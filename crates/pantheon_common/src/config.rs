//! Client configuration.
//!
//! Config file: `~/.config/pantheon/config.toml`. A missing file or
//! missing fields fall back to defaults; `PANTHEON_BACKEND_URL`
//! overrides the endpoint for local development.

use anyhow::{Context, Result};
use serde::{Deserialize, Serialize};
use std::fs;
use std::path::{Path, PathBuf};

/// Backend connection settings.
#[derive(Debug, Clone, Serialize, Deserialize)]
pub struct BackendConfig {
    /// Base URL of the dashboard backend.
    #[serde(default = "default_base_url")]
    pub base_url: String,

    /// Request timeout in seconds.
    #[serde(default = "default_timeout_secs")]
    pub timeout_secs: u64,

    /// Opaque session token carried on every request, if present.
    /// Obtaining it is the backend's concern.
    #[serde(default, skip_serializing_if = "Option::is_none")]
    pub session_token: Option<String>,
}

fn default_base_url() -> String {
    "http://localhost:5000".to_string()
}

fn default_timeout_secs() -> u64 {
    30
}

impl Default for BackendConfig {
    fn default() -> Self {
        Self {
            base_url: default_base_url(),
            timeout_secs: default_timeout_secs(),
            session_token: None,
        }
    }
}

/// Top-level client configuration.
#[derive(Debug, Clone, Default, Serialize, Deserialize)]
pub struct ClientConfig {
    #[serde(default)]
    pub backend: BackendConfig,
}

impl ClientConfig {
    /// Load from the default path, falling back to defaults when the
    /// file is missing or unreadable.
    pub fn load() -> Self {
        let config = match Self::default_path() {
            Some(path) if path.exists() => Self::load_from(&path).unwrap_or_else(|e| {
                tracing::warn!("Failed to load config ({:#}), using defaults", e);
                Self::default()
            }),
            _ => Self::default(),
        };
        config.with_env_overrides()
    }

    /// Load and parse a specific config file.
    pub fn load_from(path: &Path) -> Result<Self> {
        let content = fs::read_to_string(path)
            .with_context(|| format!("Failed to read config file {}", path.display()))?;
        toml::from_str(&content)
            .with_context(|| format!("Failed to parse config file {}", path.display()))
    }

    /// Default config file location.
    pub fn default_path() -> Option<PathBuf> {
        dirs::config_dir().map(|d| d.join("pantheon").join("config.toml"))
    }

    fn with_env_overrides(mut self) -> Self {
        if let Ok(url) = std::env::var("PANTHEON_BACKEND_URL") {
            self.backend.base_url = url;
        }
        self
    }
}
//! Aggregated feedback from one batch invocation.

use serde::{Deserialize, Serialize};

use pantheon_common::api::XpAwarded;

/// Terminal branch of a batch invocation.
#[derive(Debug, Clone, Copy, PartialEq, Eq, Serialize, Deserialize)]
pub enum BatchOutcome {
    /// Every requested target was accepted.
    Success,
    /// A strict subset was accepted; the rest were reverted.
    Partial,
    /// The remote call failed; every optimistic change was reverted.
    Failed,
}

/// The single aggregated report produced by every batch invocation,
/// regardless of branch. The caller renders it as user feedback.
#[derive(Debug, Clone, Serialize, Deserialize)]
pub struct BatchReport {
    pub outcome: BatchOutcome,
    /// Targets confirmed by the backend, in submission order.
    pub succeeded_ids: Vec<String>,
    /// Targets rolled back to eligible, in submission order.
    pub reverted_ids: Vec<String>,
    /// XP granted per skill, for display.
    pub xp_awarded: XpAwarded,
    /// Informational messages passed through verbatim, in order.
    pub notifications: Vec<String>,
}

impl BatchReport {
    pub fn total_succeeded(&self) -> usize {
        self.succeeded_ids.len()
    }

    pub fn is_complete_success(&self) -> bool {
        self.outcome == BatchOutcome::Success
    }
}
--
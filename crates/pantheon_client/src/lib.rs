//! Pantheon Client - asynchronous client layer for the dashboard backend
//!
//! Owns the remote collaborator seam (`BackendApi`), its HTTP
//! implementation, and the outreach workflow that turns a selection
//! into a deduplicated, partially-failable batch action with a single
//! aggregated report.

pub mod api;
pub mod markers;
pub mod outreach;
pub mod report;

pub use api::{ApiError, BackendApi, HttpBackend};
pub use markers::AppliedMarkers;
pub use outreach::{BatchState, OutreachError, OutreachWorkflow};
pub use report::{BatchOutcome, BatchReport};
---
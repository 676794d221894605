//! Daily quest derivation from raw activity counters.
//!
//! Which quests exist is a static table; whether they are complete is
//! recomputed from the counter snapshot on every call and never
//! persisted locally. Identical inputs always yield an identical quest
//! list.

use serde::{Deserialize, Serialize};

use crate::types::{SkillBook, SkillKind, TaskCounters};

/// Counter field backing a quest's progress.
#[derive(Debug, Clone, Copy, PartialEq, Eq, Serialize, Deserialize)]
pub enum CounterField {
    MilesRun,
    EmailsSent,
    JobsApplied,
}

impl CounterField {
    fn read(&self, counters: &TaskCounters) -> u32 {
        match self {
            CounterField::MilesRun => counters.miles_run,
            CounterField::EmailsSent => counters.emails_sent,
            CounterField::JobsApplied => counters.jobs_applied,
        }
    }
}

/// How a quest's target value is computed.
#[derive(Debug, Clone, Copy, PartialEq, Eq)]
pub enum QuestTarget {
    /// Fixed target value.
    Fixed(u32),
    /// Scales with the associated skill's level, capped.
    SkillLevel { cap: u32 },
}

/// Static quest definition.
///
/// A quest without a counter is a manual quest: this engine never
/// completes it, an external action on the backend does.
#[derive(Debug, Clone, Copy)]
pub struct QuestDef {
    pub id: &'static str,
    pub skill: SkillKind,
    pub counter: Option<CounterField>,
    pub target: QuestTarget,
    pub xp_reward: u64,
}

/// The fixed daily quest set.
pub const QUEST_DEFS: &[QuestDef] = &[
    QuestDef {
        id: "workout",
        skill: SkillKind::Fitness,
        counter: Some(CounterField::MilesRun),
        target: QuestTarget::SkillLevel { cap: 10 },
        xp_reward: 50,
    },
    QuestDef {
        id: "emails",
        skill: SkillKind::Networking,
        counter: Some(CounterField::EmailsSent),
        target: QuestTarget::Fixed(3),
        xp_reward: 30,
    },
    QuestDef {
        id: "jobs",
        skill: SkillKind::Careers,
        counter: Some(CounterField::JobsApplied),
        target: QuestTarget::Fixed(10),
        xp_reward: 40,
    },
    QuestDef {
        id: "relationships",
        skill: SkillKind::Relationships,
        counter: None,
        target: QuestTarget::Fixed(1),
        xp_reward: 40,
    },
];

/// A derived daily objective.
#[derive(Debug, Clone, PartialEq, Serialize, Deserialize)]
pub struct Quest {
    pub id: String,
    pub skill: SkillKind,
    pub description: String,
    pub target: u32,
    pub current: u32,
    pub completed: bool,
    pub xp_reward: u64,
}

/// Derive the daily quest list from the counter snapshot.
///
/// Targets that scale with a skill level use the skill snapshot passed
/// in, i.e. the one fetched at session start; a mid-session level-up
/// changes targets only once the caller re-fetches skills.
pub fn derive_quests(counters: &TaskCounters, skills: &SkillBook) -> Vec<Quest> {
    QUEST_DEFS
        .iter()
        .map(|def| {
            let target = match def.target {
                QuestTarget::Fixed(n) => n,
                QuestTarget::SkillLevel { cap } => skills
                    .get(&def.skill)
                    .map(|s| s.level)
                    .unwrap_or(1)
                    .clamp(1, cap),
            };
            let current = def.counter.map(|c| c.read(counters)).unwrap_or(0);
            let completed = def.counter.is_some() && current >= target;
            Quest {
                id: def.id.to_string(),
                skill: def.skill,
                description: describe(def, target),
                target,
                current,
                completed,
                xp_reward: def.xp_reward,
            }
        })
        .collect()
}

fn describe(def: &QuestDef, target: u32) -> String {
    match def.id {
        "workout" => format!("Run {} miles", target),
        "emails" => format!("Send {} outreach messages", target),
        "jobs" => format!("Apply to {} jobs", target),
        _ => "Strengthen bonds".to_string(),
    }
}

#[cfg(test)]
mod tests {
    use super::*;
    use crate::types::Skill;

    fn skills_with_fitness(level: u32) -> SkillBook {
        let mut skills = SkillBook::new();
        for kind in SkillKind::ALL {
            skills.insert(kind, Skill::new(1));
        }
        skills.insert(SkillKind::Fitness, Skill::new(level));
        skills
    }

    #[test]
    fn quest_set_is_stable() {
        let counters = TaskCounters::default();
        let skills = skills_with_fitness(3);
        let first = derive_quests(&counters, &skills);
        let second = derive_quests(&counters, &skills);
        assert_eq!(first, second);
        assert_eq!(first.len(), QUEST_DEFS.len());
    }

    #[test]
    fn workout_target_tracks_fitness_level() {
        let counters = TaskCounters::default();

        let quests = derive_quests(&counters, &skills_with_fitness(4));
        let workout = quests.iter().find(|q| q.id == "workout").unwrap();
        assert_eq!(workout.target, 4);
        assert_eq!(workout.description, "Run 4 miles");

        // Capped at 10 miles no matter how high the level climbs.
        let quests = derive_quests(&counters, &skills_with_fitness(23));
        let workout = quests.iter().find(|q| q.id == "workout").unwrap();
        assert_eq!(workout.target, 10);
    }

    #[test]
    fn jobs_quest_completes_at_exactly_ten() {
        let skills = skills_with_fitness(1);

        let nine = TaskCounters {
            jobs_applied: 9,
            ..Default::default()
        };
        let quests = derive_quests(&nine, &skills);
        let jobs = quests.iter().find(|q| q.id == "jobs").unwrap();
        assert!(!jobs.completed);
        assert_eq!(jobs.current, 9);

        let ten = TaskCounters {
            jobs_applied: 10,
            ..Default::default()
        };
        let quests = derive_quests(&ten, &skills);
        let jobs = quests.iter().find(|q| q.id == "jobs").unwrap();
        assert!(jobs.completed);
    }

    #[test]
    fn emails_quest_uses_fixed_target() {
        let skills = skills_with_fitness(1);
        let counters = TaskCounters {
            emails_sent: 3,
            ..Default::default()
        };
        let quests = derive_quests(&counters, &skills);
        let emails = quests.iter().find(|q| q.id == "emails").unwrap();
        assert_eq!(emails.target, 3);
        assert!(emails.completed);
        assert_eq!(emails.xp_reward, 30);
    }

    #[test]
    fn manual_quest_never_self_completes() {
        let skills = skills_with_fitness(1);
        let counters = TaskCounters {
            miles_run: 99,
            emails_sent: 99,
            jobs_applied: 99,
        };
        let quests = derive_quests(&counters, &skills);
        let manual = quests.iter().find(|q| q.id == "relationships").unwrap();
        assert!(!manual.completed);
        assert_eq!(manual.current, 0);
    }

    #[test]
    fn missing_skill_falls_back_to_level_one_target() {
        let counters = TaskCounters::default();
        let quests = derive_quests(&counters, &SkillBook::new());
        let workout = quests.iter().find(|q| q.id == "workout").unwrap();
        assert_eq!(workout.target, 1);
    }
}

EXERCISE DIRECTIONS: Tell how many lines of the data above hold the string "remote". The number alone is the answer.

YOUR SOLUTION: 2